The Nepal Government is committed to form an inclusive society where people of all ethnic groups, gender, caste, religion, political orientation and social economic status enjoy equal rights without discrimination. In a significant step to realising this commitment, in 2007 the Government endorsed health care as a basic human right in the Interim Constitution.

This was quickly followed by a policy of free care, which expanded incrementally. In 2009 universal free care (covering a range of basic services) is available at primary health care centres, health posts and sub-health posts and all women have free deliveries. Targeted free care for the poor and vulnerable is also available at district hospitals. Since 2007/08, the Government has underpinned its commitment to health care free at the point of delivery by increasing the budget allocation by 24%.

Impact and challenges

The policy is showing results. There are already indications that the poor and most vulnerable groups are using more services. Facility surveys conducted in 2008 and 2009 show that

* The poor have increased their use of inpatient care by 280% - however, the number of people coming to them is still very small;

* Women have also increased their use of inpatient care by 12%; and

* There was a 19% increase in Dalits using outpatient care.

But challenges remain, partly as a result of the speed at which the policy on free care was implemented. For example, most users - and especially the poor - were not aware of free care, and some of the poor registered themselves as non-poor and so paid fees. In addition, there were more stock-outs of essential drugs lasting more than one week at all levels - hospitals, primary health care centres, sub-health posts and health posts.

DFID's role

DFID has been the largest bilateral donor to the health sector for the past six years. It has provided technical assistance to the Government in developing the free care policy and guidelines, communications and in monitoring implementation. In the future, it will continue to support the development of a comprehensive health care financing strategy.

Key facts

* DFID has been supporting the health sector since the late 1990s. It has been the largest bilateral donor to the health sector for the past six years, providing £71 million of UK aid. From 2004 to 2010, DFID provided £33 million in sector budget support and technical assistance to NHSP-1 alongside money from the World Bank and AusAid.

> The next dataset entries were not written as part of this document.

use anyhow::{anyhow, Result};

use std::fmt;

use crate::{HEIGHT, WIDTH};

/// Bitmask operations shared by the board model and the tactic scorer.
///
/// Cell `(x, y)` lives at bit `x * (HEIGHT + 1) + y`, so every column owns a
/// contiguous 7-bit range with one padding bit on top. The padding row keeps
/// shifted alignment checks from bleeding between columns and is cleared
/// after every shift.
pub(crate) mod ops {
    use crate::{HEIGHT, WIDTH};

    pub const fn cell_at(x: usize, y: usize) -> u64 {
        1 << (x * (HEIGHT + 1) + y)
    }

    pub const fn bottom_row_mask() -> u64 {
        let mut mask = 0;
        let mut column = 0;
        while column < WIDTH {
            mask |= cell_at(column, 0);
            column += 1;
        }
        mask
    }

    pub const fn padding_row_mask() -> u64 {
        bottom_row_mask() << HEIGHT
    }

    /// Translates every cell by `(dx, dy)`, `dx` in [-6, 6], `dy` in [-5, 5].
    /// Cells shifted off the playable area are dropped.
    pub fn offset(cells: u64, dx: i32, dy: i32) -> u64 {
        let mut result = cells;
        if dx >= 0 {
            result <<= dx as u32 * (HEIGHT as u32 + 1);
        } else {
            result >>= (-dx) as u32 * (HEIGHT as u32 + 1);
        }
        if dy >= 0 {
            result <<= dy as u32;
        } else {
            result >>= (-dy) as u32;
        }
        result & !padding_row_mask()
    }

    /// Empty cells orthogonally adjacent to at least one filled cell
    pub fn surround(filled: u64) -> u64 {
        (offset(filled, 1, 0) | offset(filled, 0, 1) | offset(filled, -1, 0) | offset(filled, 0, -1))
            & !filled
    }

    /// A run of 4 exists iff a cell coincides with itself shifted 1, 2 and 3
    /// steps along one of the four directions
    pub fn check_win(cells: u64) -> bool {
        // vertical
        if cells & offset(cells, 0, 1) & offset(cells, 0, 2) & offset(cells, 0, 3) != 0 {
            return true;
        }
        // horizontal
        if cells & offset(cells, 1, 0) & offset(cells, 2, 0) & offset(cells, 3, 0) != 0 {
            return true;
        }
        // diagonal up-right
        if cells & offset(cells, 1, 1) & offset(cells, 2, 2) & offset(cells, 3, 3) != 0 {
            return true;
        }
        // diagonal down-right
        if cells & offset(cells, 1, -1) & offset(cells, 2, -2) & offset(cells, 3, -3) != 0 {
            return true;
        }
        false
    }

    /// Empty cells that would complete a run of 4 for `player`, including
    /// spaced patterns like `O O _ O` that cover delayed threats
    pub fn win_positions(filled: u64, player: u64) -> u64 {
        let mut result = 0;

        // vertical
        result |= offset(player, 0, 1) & offset(player, 0, 2) & offset(player, 0, 3);

        // horizontal
        // 3 in a row, right and left ends
        result |= offset(player, 1, 0) & offset(player, 2, 0) & offset(player, 3, 0);
        result |= offset(player, -1, 0) & offset(player, -2, 0) & offset(player, -3, 0);
        // 2 in a row plus 1 spaced out, both orientations
        result |= offset(player, 1, 0) & offset(player, 2, 0) & offset(player, -1, 0);
        result |= offset(player, -1, 0) & offset(player, -2, 0) & offset(player, 1, 0);

        // diagonal up-right
        result |= offset(player, 1, 1) & offset(player, 2, 2) & offset(player, 3, 3);
        result |= offset(player, -1, -1) & offset(player, -2, -2) & offset(player, -3, -3);
        result |= offset(player, 1, 1) & offset(player, 2, 2) & offset(player, -1, -1);
        result |= offset(player, -1, -1) & offset(player, -2, -2) & offset(player, 1, 1);

        // diagonal down-right
        result |= offset(player, 1, -1) & offset(player, 2, -2) & offset(player, 3, -3);
        result |= offset(player, -1, 1) & offset(player, -2, 2) & offset(player, -3, 3);
        result |= offset(player, 1, -1) & offset(player, 2, -2) & offset(player, -1, 1);
        result |= offset(player, -1, 1) & offset(player, -2, 2) & offset(player, 1, -1);

        result & !filled
    }

    /// The lowest empty cell of every non-full column
    pub fn placeable_positions(filled: u64) -> u64 {
        (filled + bottom_row_mask()) & !padding_row_mask()
    }

    /// Cells where dropping a token immediately completes a run of 4
    pub fn placeable_win_positions(filled: u64, player: u64) -> u64 {
        win_positions(filled, player) & placeable_positions(filled)
    }

    /// The cell a token dropped in `column` would land in. For a full column
    /// this is the (never matched) padding bit.
    pub fn column_drop_position(filled: u64, column: usize) -> u64 {
        (filled + cell_at(column, 0)) & !filled
    }

    /// Checks if dropping in `column` lands on one of `cells`
    pub fn column_reaches(filled: u64, cells: u64, column: usize) -> bool {
        column_drop_position(filled, column) & cells != 0
    }
}

#[derive(Copy, Clone, Eq, PartialEq, Debug)]
pub enum Cell {
    Empty,
    PlayerOne,
    PlayerTwo,
}

/// Game state as seen by the board model. `Invalid` is a sentinel for boards
/// that violate the token-parity or no-floating-token invariants, which can
/// only come from manual edits or a bad vision readout.
#[derive(Copy, Clone, Eq, PartialEq, Debug)]
pub enum BoardStatus {
    Playing,
    PlayerOneWin,
    PlayerTwoWin,
    Draw,
    Invalid,
}

impl BoardStatus {
    pub fn is_finished(self) -> bool {
        matches!(
            self,
            BoardStatus::PlayerOneWin | BoardStatus::PlayerTwoWin | BoardStatus::Draw
        )
    }
}

/// Packed board model: one mask for all filled cells, one for the cells held
/// by player one, plus the number of tokens placed. Turn parity follows the
/// move counter (even means player one to move).
#[derive(Copy, Clone, Debug)]
pub struct BitBoard {
    first_player_mask: u64,
    board_mask: u64,
    num_moves: usize,
}

impl BitBoard {
    pub fn new() -> Self {
        Self {
            first_player_mask: 0,
            board_mask: 0,
            num_moves: 0,
        }
    }

    /// Builds a board from a string of 1-indexed column digits, e.g. "4433".
    /// Finished games are allowed, full columns and bad characters are not.
    pub fn from_moves<S: AsRef<str>>(moves: S) -> Result<Self> {
        let mut board = Self::new();

        for column_char in moves.as_ref().chars() {
            match column_char.to_digit(10).map(|c| c as usize) {
                Some(column @ 1..=WIDTH) => {
                    let column = column - 1;
                    if !board.can_drop_column(column) {
                        return Err(anyhow!("Invalid move, column {} full", column + 1));
                    }
                    board.drop_column(column);
                }
                _ => return Err(anyhow!("could not parse '{}' as a valid move", column_char)),
            }
        }
        Ok(board)
    }

    pub fn cell_at(&self, x: usize, y: usize) -> Cell {
        let mask = ops::cell_at(x, y);
        if self.board_mask & mask == 0 {
            Cell::Empty
        } else if self.first_player_mask & mask != 0 {
            Cell::PlayerOne
        } else {
            Cell::PlayerTwo
        }
    }

    pub fn can_drop_column(&self, column: usize) -> bool {
        self.cell_at(column, HEIGHT - 1) == Cell::Empty
    }

    /// Drops the current mover's token in `column`. A drop into a full
    /// column is a silent no-op; callers commit human moves through
    /// `can_drop_column` first.
    pub fn drop_column(&mut self, column: usize) {
        if !self.can_drop_column(column) {
            return;
        }

        let drop = ops::column_drop_position(self.board_mask, column);
        if self.first_player_to_move() {
            self.first_player_mask |= drop;
        }
        self.board_mask |= drop;
        self.num_moves += 1;
    }

    /// Checks invariants first, then win conditions, then the draw case.
    pub fn status(&self) -> BoardStatus {
        let second_player_mask = self.board_mask & !self.first_player_mask;
        let p1_count = self.first_player_mask.count_ones();
        let p2_count = second_player_mask.count_ones();

        // token parity: counts may only differ by player one leading with one
        if p2_count > p1_count || p1_count > p2_count + 1 {
            return BoardStatus::Invalid;
        }

        // no floating tokens: every filled cell is fully supported below
        for x in 0..WIDTH {
            for y in 1..HEIGHT {
                if self.board_mask & ops::cell_at(x, y) != 0
                    && self.board_mask & ops::cell_at(x, y - 1) == 0
                {
                    return BoardStatus::Invalid;
                }
            }
        }

        if ops::check_win(self.first_player_mask) {
            BoardStatus::PlayerOneWin
        } else if ops::check_win(second_player_mask) {
            BoardStatus::PlayerTwoWin
        } else if p1_count + p2_count == (WIDTH * HEIGHT) as u32 {
            BoardStatus::Draw
        } else {
            BoardStatus::Playing
        }
    }

    /// Score of a finished game from the perspective of the player about to
    /// move. A win always belongs to the player who just placed, so the
    /// result is negative, and earlier wins (more turns remaining) score
    /// further from zero. A draw scores 0.
    ///
    /// Only meaningful for a finished status; unfinished boards return a
    /// placeholder well outside the terminal range.
    pub fn terminal_score(&self) -> i32 {
        match self.status() {
            BoardStatus::PlayerOneWin | BoardStatus::PlayerTwoWin => {
                -((self.turns_left() / 2) as i32 + 1)
            }
            BoardStatus::Draw => 0,
            _ => -55,
        }
    }

    /// Key for the position cache: `first_player_mask + board_mask`.
    ///
    /// Plain addition, not a hash. Each filled column occupies a disjoint
    /// contiguous bit range and the player mask is a subset of the board
    /// mask, so the sum is a bijection over reachable states.
    pub fn key(&self) -> u64 {
        self.first_player_mask + self.board_mask
    }

    /// Checks if `toggle_cell` would leave the board in a usable state
    pub fn can_toggle_cell(&self, x: usize, y: usize) -> bool {
        let mut copy = *self;
        copy.toggle_cell(x, y);
        if copy.status() == BoardStatus::Invalid {
            return false;
        }
        // a finished game can only be edited back towards a live one
        if self.status() != BoardStatus::Playing && copy.status() != BoardStatus::Playing {
            return false;
        }
        true
    }

    /// Manual board editing: an empty cell is played by the current mover,
    /// a filled cell is emptied and the move counter rewound. Never used by
    /// the search; callers gate on `can_toggle_cell`.
    pub fn toggle_cell(&mut self, x: usize, y: usize) {
        let cell = ops::cell_at(x, y);
        if self.board_mask & cell == 0 {
            if self.num_moves % 2 == 0 {
                self.first_player_mask |= cell;
            }
            self.board_mask |= cell;
            self.num_moves += 1;
        } else {
            self.first_player_mask &= !cell;
            self.board_mask &= !cell;
            self.num_moves = self.num_moves.saturating_sub(1);
        }
    }

    /// Checks if a token dropped in `column` would land next to any token
    pub fn drop_is_neighboring(&self, column: usize) -> bool {
        let neighbors = ops::surround(self.board_mask);
        ops::column_reaches(self.board_mask, neighbors, column)
    }

    /// Checks if a token dropped in `column` would land next to a token of
    /// the current mover
    pub fn drop_is_neighboring_friendly(&self, column: usize) -> bool {
        let self_mask = if self.first_player_to_move() {
            self.first_player_mask
        } else {
            self.board_mask & !self.first_player_mask
        };
        let neighbors = ops::surround(self_mask) & !self.board_mask;
        ops::column_reaches(self.board_mask, neighbors, column)
    }

    pub fn first_player_to_move(&self) -> bool {
        self.num_moves % 2 == 0
    }

    pub fn turns_played(&self) -> usize {
        self.num_moves
    }

    pub fn turns_left(&self) -> usize {
        WIDTH * HEIGHT - self.num_moves
    }

    pub(crate) fn masks(&self) -> (u64, u64) {
        (self.first_player_mask, self.board_mask)
    }
}

impl Default for BitBoard {
    fn default() -> Self {
        Self::new()
    }
}

// boards compare by position, the move counter follows from the masks on
// any legal board
impl PartialEq for BitBoard {
    fn eq(&self, other: &Self) -> bool {
        self.board_mask == other.board_mask && self.first_player_mask == other.first_player_mask
    }
}
impl Eq for BitBoard {}

impl fmt::Display for BitBoard {
    fn fmt(&self, f: &mut fmt::Formatter<'_>) -> fmt::Result {
        for y in (0..HEIGHT).rev() {
            for x in 0..WIDTH {
                let tile = match self.cell_at(x, y) {
                    Cell::PlayerOne => '1',
                    Cell::PlayerTwo => '2',
                    Cell::Empty => '_',
                };
                write!(f, "{}", tile)?;
            }
            writeln!(f)?;
        }
        Ok(())
    }
}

* In Nepal the maternal mortality ratio has almost halved from a reported 539 maternal deaths per 100,000 live births in 1996 to 281 deaths per 100,000 live births in 2006 (DHS 1996, 2006 surveys). The under-five child mortality rate has declined in rural areas from 143 per 1000 live births in 1996 (DHS 1996) to 50 per 1000 live births in 2009 (NFHS 2009). The Infant mortality rate has declined from 95 per 1000 live births in 1996 (DHS 1996) to 41 per 1000 live births in 2009 in rural areas (NFHS 2009).

* Universal free care is available at all facilities below the district hospital (primary health care, health post and sub-health post) level, free deliveries for women and 40 essential drugs. In addition targeted free care is available for the poor and vulnerable at district hospitals and includes free in-patient, out-patient and emergency care.

* The Nepal Government has increased its budget allocation to health by 24% - from $9.2m in FY 2007/8 to $11.4m in FY 2008/9.